The Hypothesis:

"Interlacing has no place in modern video production, as all display devices are naturally progressive, so deinterlacing harms the image quality."

That was my original somewhat misguided opinion a few weeks ago. For web use, I stand by it. But there's lots of people out the who are using 1080i, and who stil demand PAL interlaced video. I wondered why. So I've run some tests. And I am a changed person. I used to hate LCD TV sets. All badly set up, poor image quality, smeary images. I dismissed them out of hand. Until I actually went out and bought one, I didn't know just how good modern LCD TV sets were.

In order to really understand what's going on here, you should download the disc image of the DVD I made to test this all out. It's about 250 MB, so not too huge. Burn it onto a DVD or CD and play in your DVD player. Our American friends will be dismayed to find this is a PAL DVD and so may cause you some problems. Sorry, I lack the time to fully explore the NTSC world at the moment, but should I get the chance and the motivation, I will do so. Another important point is that you should be playing this on a reasonably good quality domestic TV set - CRT or 50/60HZ (or beter) LCD/Plasma. My LCD set (Sony Bravia KDL32W4000) shows interlacing problems on Standard Definition, which I am astonished and boggled by. Kudos to Sony.

Kudos also to Alan Roberts and friends on the DVdoctor forum, who've spurred me into tests with LCD monitors. The results, as Alan promised, can surprise you.

Another side note before we get started: this is just about Standard Definition in PAL, and this is only the beginning. THere's HD to follow.

The Test

We're looking at a couple of things at the same time. Scaling down movies from HD to SD, specifically the Sony PMW-EX1, avoiding the dreaded 'stuttering pans', and re-introducing the traditional video look for those who need to match footage with legacy material, or who just prefer it.

The Method:

I created a movie in FCP - very simple, but using the XDCAM-EX codec. No camera trickery, just the codec on its own. I used a moderately challenging subject - a steadily moving circle, which should show problems of edge mangling, motion artifacts, and all at a speed that's at the edge of acceptable progressive speeds and also demonstrate problems of stutter caused by fields in the wrong order.

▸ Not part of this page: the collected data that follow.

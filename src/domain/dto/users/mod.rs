//! # User Data Transfer Objects Module
//!
//! 사용자/인증 API의 요청/응답 데이터 구조를 정의하는 모듈입니다.

pub mod request;
pub mod response;

pub use request::*;
pub use response::*;
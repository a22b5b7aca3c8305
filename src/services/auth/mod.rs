//! 인증 서비스 모듈
//!
//! 자격 증명 검증, 토큰 발급, Google OAuth, 비밀번호 재설정 등
//! 인증과 관련된 비즈니스 로직을 담당합니다.

pub mod auth_service;
pub mod google_auth_service;
pub mod password_reset_service;
pub mod password_service;
pub mod token_service;

pub use auth_service::AuthService;
pub use google_auth_service::GoogleAuthService;
pub use password_reset_service::PasswordResetService;
pub use password_service::PasswordService;
pub use token_service::TokenService;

There's lots going on in a seeminly dull DVD, so please read through and also consider what's going on, comparing the difference between different versions.

The Results:

Here's a frame from the original movie:

Let's export this movie from Final Cut Pro in its native format, and use Compressor with the default DV PAL Anamorphic setting:

Well, that's pretty rubbish. What's gone wrong?

Firstly, this is a DV movie, and QuickTime, in its infinite wisdom, tends to open DV movies in a special way, throwing out a lot of info in the cause of performance. A clever trick seven years ago, but unnecessary now. Let's switch on High Quality in the Info window (Cmd J)

Well, still not exactly brilliant. All that lumpiness around the circle is pretty awful. This is because Compressor is doing quick and dirty scaling - you're not going to notice this if you don't actually need to scale - if you were bringing DV footage into Compressor transcoding for DVD for example. So what do we do?

Let's click on the gear icon in Compressor's Frame Controls tab (third from left) and switch Frame Controls ON. Just that. Nothing else. Don't touch the other controls. What does that give us?

That's better. Suddenly we're using a high quality scaling algorythm and the lumpiness has gone.

Assuming you've shot progressive, and that you want a progressive output, that's pretty much done - you're hot to trot.

But we can go further than this. Let's switch to motion. The original movie was at 50 frames per second as Mr Smiley glided from left to right over 10 seconds. Compressor created the above 25p movie by simply slinging out every other frame.

If we tell compressor that we want the movie's output fields to be bottom first rather than Same as source, we get this:

Those edges are a good sign. Interlace!

This is actually really important, because you can get the 'video' look of PAL DV from your EX1 simply by enabling fields in the Frame Controls pane.

Of course, if you enable Top first instead of Bottom first, then play back on an interlaced monitor, you're going to get the judder from hell. But this is to be expected. Easy to put right.

Envoi

For a great balance between speed and quality for your EX1 downconverts, pop it into Compressor, click the gear icon and enable Frame Controls. If you have 720p50 material, you may optionally select to re-interlace fields by selecting Top First (anything but DV) or Bottom first (only DV) from the field.

Normally, you'd not need this, but because you're resizing and reinterlacing, you NEED Frame Controls to do its magic. But using anything higher than the suggested settings probably won't help at all.